Developing software has compared to other engineering disciplines a great advantage in testability. We can automatically test our whole product within a short period of time and after every change we did. Comparing this to quality testing, for example in mechanical engineering, reveals, that we can save a lot of time and test more often even during development. This provides us a quality assurance with high performance compared to other disciplines.
Repeatability in tests
To gain this performance we have to write tests with certain properties. Andy Hunt and David Thomas, and in the newer version also Jeff Langr, describe in their book Pragmatic Unit Testing the A-TRIP or FIRST properties of tests. Both sets are comparable and both contain repeatability, which provides reliable results between test runs. This is a property which is also required in simulations.
Repeatability in simulations
Given the same inputs, and the same version, a simulation must produce the same output. In fields, where simulations should cover a certain amount of uncertainty, like in traffic simulations, randomness is introduced to model human decision making. The simulations are designed as a kind of a monte carlo experiment.
As randomness in general is not repeatable, pseudo randomness is used. This means, a random number generator with a specified seed is used to provide reproducible experiments. As long as the seed is equal, the simulation should produce the same output. After the seed has been changed, the simulation might produce another output.
Using controlled random number generators is one aspect to reproduce results of earlier experiments. Another aspect is avoiding to use data structures, that store data in an uncontrolled way, like HashMaps. As HashMap might change to order of the stored objects during a rehash. Due to this, the iteration order at different times during the execution of the program might be different. This is also mentioned in the JavaDoc comment.
This class makes no guarantees as to the order of the map; in particular, it does not guarantee that the order will remain constant over time.
On the other side, HashMap is based on the hashCode Method of Object to store and distribute the objects in the internal data structure. As mentioned in the JavaDoc of hashCode, a hashCode must not be equal for the same object at different executions of the same application.
This integer need not remain consistent from one execution of an application to another execution of the same application.
The first aspect might not corrupt repeatability as long as the elements are added to the map in the same way and the rehashing does not change between the executions. The second aspect is only relevant when the application iterates over the map and might corrupt repeatability. In case only the lookup mechanism of the map is used, HashMap is just fine.

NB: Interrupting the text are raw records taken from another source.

//! Broadcast bus carrying full leaderboard snapshots to subscribers.

use stride_core::LeaderboardSnapshot;
use tokio::sync::broadcast;

/// Payload for leaderboard pushes. Every event carries the complete state,
/// so a subscriber that lags and drops messages heals on the next receive.
#[derive(Clone, Debug)]
pub struct LeaderboardEvent {
    pub snapshot: LeaderboardSnapshot,
}

/// Events published by the coordinator.
#[derive(Clone, Debug)]
pub enum Event {
    /// State after an accepted movement event or a rebuild.
    Leaderboard(LeaderboardEvent),
    /// Zeroed state after an administrative reset.
    Reset(LeaderboardEvent),
}

impl Event {
    /// The snapshot carried by this event, whatever its kind.
    #[must_use]
    pub fn snapshot(&self) -> &LeaderboardSnapshot {
        match self {
            Self::Leaderboard(event) | Self::Reset(event) => &event.snapshot,
        }
    }
}

/// Fan-out bus built on a tokio broadcast channel.
///
/// Publishing never blocks and never fails ingestion: with no subscribers the
/// event is simply dropped, and slow subscribers observe a lag error on their
/// receiver rather than applying backpressure here.
pub struct EventBus {
    sender: broadcast::Sender<Event>,
}

impl EventBus {
    #[must_use]
    pub fn new(capacity: usize) -> Self {
        let (sender, _) = broadcast::channel(capacity);
        Self { sender }
    }

    pub fn publish(&self, event: Event) {
        let _ = self.sender.send(event);
    }

    #[must_use]
    pub fn subscribe(&self) -> broadcast::Receiver<Event> {
        self.sender.subscribe()
    }

    /// Number of currently attached subscribers.
    #[must_use]
    pub fn subscriber_count(&self) -> usize {
        self.sender.receiver_count()
    }
}

impl Default for EventBus {
    fn default() -> Self {
        Self::new(2048)
    }
}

There are several alternatives which provide repeatable iteration order. When using comparable keys with a natural order, one can use TreeMap, which implements SortedMap. Entries implementing Comparable are sorted based on the compareTo method or a given Comparator. As long as the compare mechanism stays the same, the results will be repeatable.
If there is no natural order of elements or no order could be defined, one could use a LinkedHashMap. LinkedHashMap does not rely on comparable objects, but can store objects in the order they have been added. This results in repeatable simulation experiments as long as the input data is stored in the same order.
When your application must produce the same output given the same input, think twice which data structures you use. In case you want to iterate over the entries or keys of a Map, use an implementation which will provide a repeatable iteration order, like TreeMap or LinkedHashMap. The same applies in tests. Otherwise your tests may run on your machine, but fail on another one. So be sure to use the right data structure for the right task.